Strategic Level: This level focuses on long-term goals and overarching strategies. It includes:

  • Market analysis and research
  • Target market identification
  • Competitive analysis
  • Positioning and differentiation
  • Marketing objectives setting
  • Marketing mix development
  • Branding and messaging strategies
  • Market entry strategies

Tactical Level: This level involves the implementation of specific actions and initiatives to support the strategic goals. It includes:

  • Advertising campaigns
  • Content creation and distribution
  • Social media marketing
  • Search engine optimization (SEO)
  • Public relations activities
  • Sales promotions and discounts
  • Event marketing
  • Direct marketing initiatives

These levels work together in a marketing plan, with the strategic level providing the overall direction and framework, while the tactical level focuses on executing specific marketing tactics to achieve the desired outcomes.

Marketing plan steps

Marketing Plan Steps
1. Situation Analysis
2. Define Marketing Objectives
3. Conduct Market Research
4. Identify Target Market
5. Analyze Competition
6. Develop Value Proposition
7. Create Marketing Strategy
8. Determine Marketing Tactics
9. Allocate Marketing Budget
10. Develop Action Plan
11. Implement Marketing Initiatives
12. Monitor and Evaluate Results
13. Make Adjustments and Optimization
14. Measure Return on Investment (ROI)

These steps outline the key components of a comprehensive marketing plan. Starting with a thorough analysis of the current situation, the plan progresses through defining objectives, conducting research, identifying target markets, and analyzing the competition. Then, the focus shifts to developing a value proposition, creating a marketing strategy, determining tactics, and allocating the marketing budget. The plan is implemented through an action plan, and the results are monitored, evaluated, and adjusted as needed. Finally, measuring the return on investment (ROI) helps gauge the effectiveness of the marketing efforts.


Operational marketing means a series of structured actions that are carried out to achieve the required goals or in other words to get the objectives of a marketing plan. You can measure your marketing campaigns efficiently and effectively with an operational marketing plan.

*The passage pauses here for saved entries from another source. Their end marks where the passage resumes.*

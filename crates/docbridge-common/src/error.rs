//! Error types for docbridge

use thiserror::Error;

/// Result type alias for docbridge operations
pub type Result<T> = std::result::Result<T, BridgeError>;

/// Driver status codes, numbered like the classic C driver's `mongo_error_t`.
///
/// These are the codes surfaced to callers as `ErrorCode` in failure results.
#[derive(Debug, Clone, Copy, PartialEq, Eq, Hash)]
pub enum ErrorCode {
    ConnSuccess,
    ConnNoSocket,
    ConnFail,
    ConnAddrFail,
    ConnNotMaster,
    ConnBadSetName,
    ConnNoPrimary,
    IoError,
    SocketError,
    ReadSizeError,
    CommandFailed,
    WriteError,
    NsInvalid,
    BsonInvalid,
    BsonNotFinished,
    BsonTooLarge,
    WriteConcernInvalid,
    /// Anything outside the catalog; carries the raw code
    Other(i32),
}

impl ErrorCode {
    /// Numeric value reported to callers
    pub fn code(&self) -> i32 {
        match self {
            ErrorCode::ConnSuccess => 0,
            ErrorCode::ConnNoSocket => 1,
            ErrorCode::ConnFail => 2,
            ErrorCode::ConnAddrFail => 3,
            ErrorCode::ConnNotMaster => 4,
            ErrorCode::ConnBadSetName => 5,
            ErrorCode::ConnNoPrimary => 6,
            ErrorCode::IoError => 7,
            ErrorCode::SocketError => 8,
            ErrorCode::ReadSizeError => 9,
            ErrorCode::CommandFailed => 10,
            ErrorCode::WriteError => 11,
            ErrorCode::NsInvalid => 12,
            ErrorCode::BsonInvalid => 13,
            ErrorCode::BsonNotFinished => 14,
            ErrorCode::BsonTooLarge => 15,
            ErrorCode::WriteConcernInvalid => 16,
            ErrorCode::Other(code) => *code,
        }
    }

    /// Inverse of [`ErrorCode::code`]
    pub fn from_code(code: i32) -> Self {
        match code {
            0 => ErrorCode::ConnSuccess,
            1 => ErrorCode::ConnNoSocket,
            2 => ErrorCode::ConnFail,
            3 => ErrorCode::ConnAddrFail,
            4 => ErrorCode::ConnNotMaster,
            5 => ErrorCode::ConnBadSetName,
            6 => ErrorCode::ConnNoPrimary,
            7 => ErrorCode::IoError,
            8 => ErrorCode::SocketError,
            9 => ErrorCode::ReadSizeError,
            10 => ErrorCode::CommandFailed,
            11 => ErrorCode::WriteError,
            12 => ErrorCode::NsInvalid,
            13 => ErrorCode::BsonInvalid,
            14 => ErrorCode::BsonNotFinished,
            15 => ErrorCode::BsonTooLarge,
            16 => ErrorCode::WriteConcernInvalid,
            other => ErrorCode::Other(other),
        }
    }

    /// Static text used when the driver did not supply a message of its own
    pub fn default_message(&self) -> &'static str {
        match self {
            ErrorCode::ConnSuccess => "Connection completed successfully.",
            ErrorCode::ConnNoSocket => "Could not create a socket.",
            ErrorCode::ConnFail => "An error occured while calling connect()",
            ErrorCode::ConnAddrFail => "An error occured while calling getaddrinfo().",
            ErrorCode::ConnNotMaster => "Warning: connected to a non-master node (read-only).",
            ErrorCode::ConnBadSetName => "Given rs name doesn't match this replica set.",
            ErrorCode::ConnNoPrimary => "Can't find primary in replica set. Connection closed.",
            ErrorCode::IoError => "An error occurred while reading or writing on the socket.",
            ErrorCode::SocketError => "Other socket error.",
            ErrorCode::ReadSizeError => "The response is not the expected length.",
            ErrorCode::CommandFailed => "The command returned with 'ok' value of 0.",
            ErrorCode::WriteError => "Write with given write_concern returned an error.",
            ErrorCode::NsInvalid => "The name for the ns (database or collection) is invalid.",
            ErrorCode::BsonInvalid => "BSON not valid for the specified op.",
            ErrorCode::BsonNotFinished => "BSON object has not been finished.",
            ErrorCode::BsonTooLarge => "BSON object exceeds max BSON size.",
            ErrorCode::WriteConcernInvalid => "Supplied write concern object is invalid.",
            ErrorCode::Other(_) => "Unrecognized Mongo Error",
        }
    }
}

impl std::fmt::Display for ErrorCode {
    fn fmt(&self, f: &mut std::fmt::Formatter<'_>) -> std::fmt::Result {
        write!(f, "{}", self.code())
    }
}

/// Unified error type for all docbridge operations
#[derive(Error, Debug, Clone, PartialEq)]
pub enum BridgeError {
    /// Missing, empty or malformed input detected while building a task
    #[error("{0}")]
    Argument(String),

    #[error("Connection not established to Mongo Database")]
    NotConnected,

    #[error("Unable to process arguments")]
    Unprocessable,

    /// Failure reported by the database driver
    #[error("{message}")]
    Driver { code: ErrorCode, message: String },

    /// Encode/decode failure, reported with a driver-style code
    #[error("{message}")]
    Format { code: ErrorCode, message: String },

    #[error("Runtime error: {0}")]
    Runtime(String),
}

impl BridgeError {
    /// Build a driver error, falling back to the catalog text for empty messages
    pub fn driver(code: ErrorCode, message: impl Into<String>) -> Self {
        let message = message.into();
        let message = if message.is_empty() {
            code.default_message().to_string()
        } else {
            message
        };
        BridgeError::Driver { code, message }
    }

    pub fn format(code: ErrorCode, message: impl Into<String>) -> Self {
        BridgeError::Format {
            code,
            message: message.into(),
        }
    }

    /// Returns true if this error is raised at the call site instead of being
    /// returned to the caller as a failure result
    pub fn is_fault(&self) -> bool {
        matches!(
            self,
            BridgeError::Argument(_)
                | BridgeError::NotConnected
                | BridgeError::Unprocessable
                | BridgeError::Runtime(_)
        )
    }

    /// Numeric code reported in failure results
    pub fn error_code(&self) -> i32 {
        match self {
            BridgeError::Driver { code, .. } | BridgeError::Format { code, .. } => code.code(),
            _ => -1,
        }
    }
}

// MongoDB-specific error conversions (when mongodb-errors feature is enabled)
#[cfg(feature = "mongodb-errors")]
impl From<mongodb::error::Error> for BridgeError {
    fn from(err: mongodb::error::Error) -> Self {
        use mongodb::error::ErrorKind;

        // Batch writes carry the server's message on the first failed write
        let (code, detail) = match err.kind.as_ref() {
            ErrorKind::InsertMany(failure) => {
                let detail = failure
                    .write_errors
                    .as_ref()
                    .and_then(|errors| errors.iter().min_by_key(|e| e.index))
                    .map(|e| e.message.clone())
                    .or_else(|| failure.write_concern_error.as_ref().map(|e| e.message.clone()));
                (ErrorCode::WriteError, detail)
            }
            ErrorKind::BulkWrite(failure) => {
                let detail = failure
                    .write_errors
                    .iter()
                    .min_by_key(|(index, _)| **index)
                    .map(|(_, e)| e.message.clone())
                    .or_else(|| failure.write_concern_errors.first().map(|e| e.message.clone()));
                (ErrorCode::WriteError, detail)
            }
            other => (code_for_kind(other), None),
        };
        BridgeError::driver(code, detail.unwrap_or_else(|| err.to_string()))
    }
}

#[cfg(feature = "mongodb-errors")]
fn code_for_kind(kind: &mongodb::error::ErrorKind) -> ErrorCode {
    use mongodb::error::ErrorKind;

    match kind {
        ErrorKind::Io(_) => ErrorCode::IoError,
        ErrorKind::DnsResolve { .. } => ErrorCode::ConnAddrFail,
        ErrorKind::ServerSelection { .. } => ErrorCode::ConnFail,
        ErrorKind::Authentication { .. } => ErrorCode::ConnFail,
        ErrorKind::Command(_) => ErrorCode::CommandFailed,
        ErrorKind::Write(_) => ErrorCode::WriteError,
        ErrorKind::InvalidArgument { .. } => ErrorCode::NsInvalid,
        ErrorKind::BsonSerialization(_) | ErrorKind::BsonDeserialization(_) => {
            ErrorCode::BsonInvalid
        }
        _ => ErrorCode::Other(-1),
    }
}

#[cfg(feature = "mongodb-errors")]
impl From<bson::ser::Error> for BridgeError {
    fn from(err: bson::ser::Error) -> Self {
        BridgeError::format(ErrorCode::BsonInvalid, format!("BSON serialization error: {}", err))
    }
}

#[cfg(feature = "mongodb-errors")]
impl From<bson::de::Error> for BridgeError {
    fn from(err: bson::de::Error) -> Self {
        BridgeError::format(ErrorCode::BsonInvalid, format!("BSON deserialization error: {}", err))
    }
}


#[cfg(all(test, feature = "mongodb-errors"))]
mod mongodb_tests {
    use super::*;
    use bson::doc;
    use mongodb::error::{BulkWriteError, Error as MongoError, ErrorKind, InsertManyError};

    #[test]
    fn test_insert_many_duplicate_is_write_error() {
        let failure: InsertManyError = bson::from_document(doc! {
            "writeErrors": [
                { "index": 2, "code": 11000, "errmsg": "E11000 duplicate key error (second)" },
                { "index": 1, "code": 11000, "errmsg": "E11000 duplicate key error (first)" },
            ]
        })
        .unwrap();
        let err: BridgeError = MongoError::from(ErrorKind::InsertMany(failure)).into();
        assert_eq!(err.error_code(), 11);
        assert_eq!(err.to_string(), "E11000 duplicate key error (first)");
        assert!(!err.is_fault());
    }

    #[test]
    fn test_bulk_write_is_write_error() {
        let err: BridgeError = MongoError::from(ErrorKind::BulkWrite(BulkWriteError::default())).into();
        assert_eq!(err.error_code(), 11);
        assert!(!err.to_string().is_empty());
    }

    #[test]
    fn test_other_kinds_keep_their_codes() {
        let reset = std::io::Error::new(std::io::ErrorKind::ConnectionReset, "reset by peer");
        let err: BridgeError = MongoError::from(ErrorKind::Io(std::sync::Arc::new(reset))).into();
        assert_eq!(err.error_code(), 7);
        assert!(err.to_string().contains("reset by peer"));
    }
}
//! Injected collaborators: workflow authority, confirmation, notifications, permissions

use async_trait::async_trait;
use serde::{Deserialize, Serialize};
use std::collections::BTreeMap;
use std::sync::Arc;

use crate::error::CoreResult;
use crate::models::{FieldDiff, Record};
use crate::types::{NotifyLevel, ReviewAction};

// ==================== Workflow authority ====================

/// Request for the rows of one review workspace
#[derive(Debug, Clone, Default, Serialize, Deserialize)]
pub struct ListRequest {
    pub resource: String,
}

/// Rows returned by the authority
#[derive(Debug, Clone, Default, Serialize, Deserialize)]
pub struct ListResponse {
    #[serde(default)]
    pub success: bool,
    #[serde(default)]
    pub rows: Vec<Record>,
    #[serde(default)]
    pub error: Option<String>,
}

/// Payload of a bulk review action
#[derive(Debug, Clone, Default, PartialEq, Serialize, Deserialize)]
pub struct BulkActionRequest {
    pub resource: String,
    pub ids: Vec<String>,
    #[serde(default, skip_serializing_if = "Option::is_none")]
    pub reason: Option<String>,
    #[serde(default, skip_serializing_if = "Option::is_none")]
    pub comments: Option<String>,
}

/// Payload of a single-record edit
#[derive(Debug, Clone, Default, PartialEq, Serialize, Deserialize)]
pub struct RecordUpdateRequest {
    pub resource: String,
    pub id: String,
    pub fields: FieldDiff,
    pub reason: String,
}

/// Success flag plus an optional server message
#[derive(Debug, Clone, Default, PartialEq, Serialize, Deserialize)]
pub struct WorkflowResponse {
    #[serde(default)]
    pub success: bool,
    #[serde(default)]
    pub error: Option<String>,
}

impl WorkflowResponse {
    pub fn ok() -> Self {
        Self { success: true, error: None }
    }

    pub fn rejected(message: impl Into<String>) -> Self {
        Self { success: false, error: Some(message.into()) }
    }
}

/// The external authority for workflow transitions and record updates
///
/// `Err` means the call did not complete (transport failure); a completed
/// call that the authority refused comes back as `success == false`.
#[async_trait]
pub trait WorkflowEndpoint: Send + Sync {
    /// Fetch the records of a workspace
    async fn list(&self, request: &ListRequest) -> CoreResult<ListResponse>;

    /// Apply a review action to a set of records
    async fn bulk_action(&self, action: ReviewAction, request: &BulkActionRequest) -> CoreResult<WorkflowResponse>;

    /// Update fields of one record
    async fn update_record(&self, request: &RecordUpdateRequest) -> CoreResult<WorkflowResponse>;
}

/// Shared endpoint reference
pub type WorkflowEndpointRef = Arc<dyn WorkflowEndpoint>;

// ==================== Confirmation ====================

/// Confirmation dialog content
#[derive(Debug, Clone, Default, PartialEq, Serialize, Deserialize)]
pub struct ConfirmPrompt {
    pub title: String,
    pub message: String,
    /// Whether the dialog collects free text
    pub input: bool,
    /// Whether the free text must be non-empty
    pub input_required: bool,
    pub input_label: Option<String>,
    pub input_placeholder: Option<String>,
}

/// The user's answer to a [`ConfirmPrompt`]
#[derive(Debug, Clone, Default, PartialEq, Serialize, Deserialize)]
pub struct ConfirmationReply {
    pub confirmed: bool,
    #[serde(default)]
    pub input_value: Option<String>,
}

impl ConfirmationReply {
    pub fn accepted(input: Option<String>) -> Self {
        Self { confirmed: true, input_value: input }
    }

    pub fn declined() -> Self {
        Self::default()
    }

    /// Trimmed input, None when blank
    pub fn input(&self) -> Option<&str> {
        self.input_value.as_deref().map(str::trim).filter(|s| !s.is_empty())
    }
}

/// Modal confirmation collaborator
#[async_trait]
pub trait Confirmer: Send + Sync {
    async fn confirm(&self, prompt: &ConfirmPrompt) -> ConfirmationReply;
}

// ==================== Notifications ====================

/// A message shown to the user
#[derive(Debug, Clone, PartialEq, Eq, Serialize, Deserialize)]
pub struct Notification {
    pub message: String,
    pub level: NotifyLevel,
}

/// Notification collaborator
pub trait Notifier: Send + Sync {
    fn notify(&self, message: &str, level: NotifyLevel);
}

// ==================== Permissions ====================

/// Decides which review tabs the current user may see
#[async_trait]
pub trait PermissionService: Send + Sync {
    /// Tab key -> visible
    async fn tab_visibility(&self) -> CoreResult<BTreeMap<String, bool>>;
}

/// Permissions fixed at startup
#[derive(Debug, Clone, Default)]
pub struct StaticPermissions {
    tabs: BTreeMap<String, bool>,
}

impl StaticPermissions {
    pub fn new(tabs: BTreeMap<String, bool>) -> Self {
        Self { tabs }
    }

    /// Tabs missing from the map are visible
    pub fn is_visible(&self, tab: &str) -> bool {
        self.tabs.get(tab).copied().unwrap_or(true)
    }
}

#[async_trait]
impl PermissionService for StaticPermissions {
    async fn tab_visibility(&self) -> CoreResult<BTreeMap<String, bool>> {
        Ok(self.tabs.clone())
    }
}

A good operational marketing plan is essential for all companies and organizations, both small and large.

But since marketing plans are often not well thought out and rarely implemented properly over the duration of a marketing plan, there is a risk of your business failing.

Unless that operational marketing plan is created intelligently, thoughtfully, and in a completely professional manner. So that it can achieve all your goals and bring you an ROI.


What is an operational plan template?

In addition to setting organizational goals and providing a framework for the organization’s tasks, an operational marketing plan template can create detailed outlines for efforts to engage employees, sales u0026amp; marketing teams, and other parts of the organization and company.

What is a good operational plan?

A good operational plan typically provides a clear and precise goal and framework for every organization or company, so that everyone from sales and marketing teams to employees is focused on achieving it.

What should an operational plan include?

An operational plan should include the following items: The clear and defined objectives and time frameworks, An overview of the executive summary, Continuous activities required to achieve goals, A process for monitoring and optimizing, Key performance indicators (KPIs) and quality standards, Resources and manpower requirements.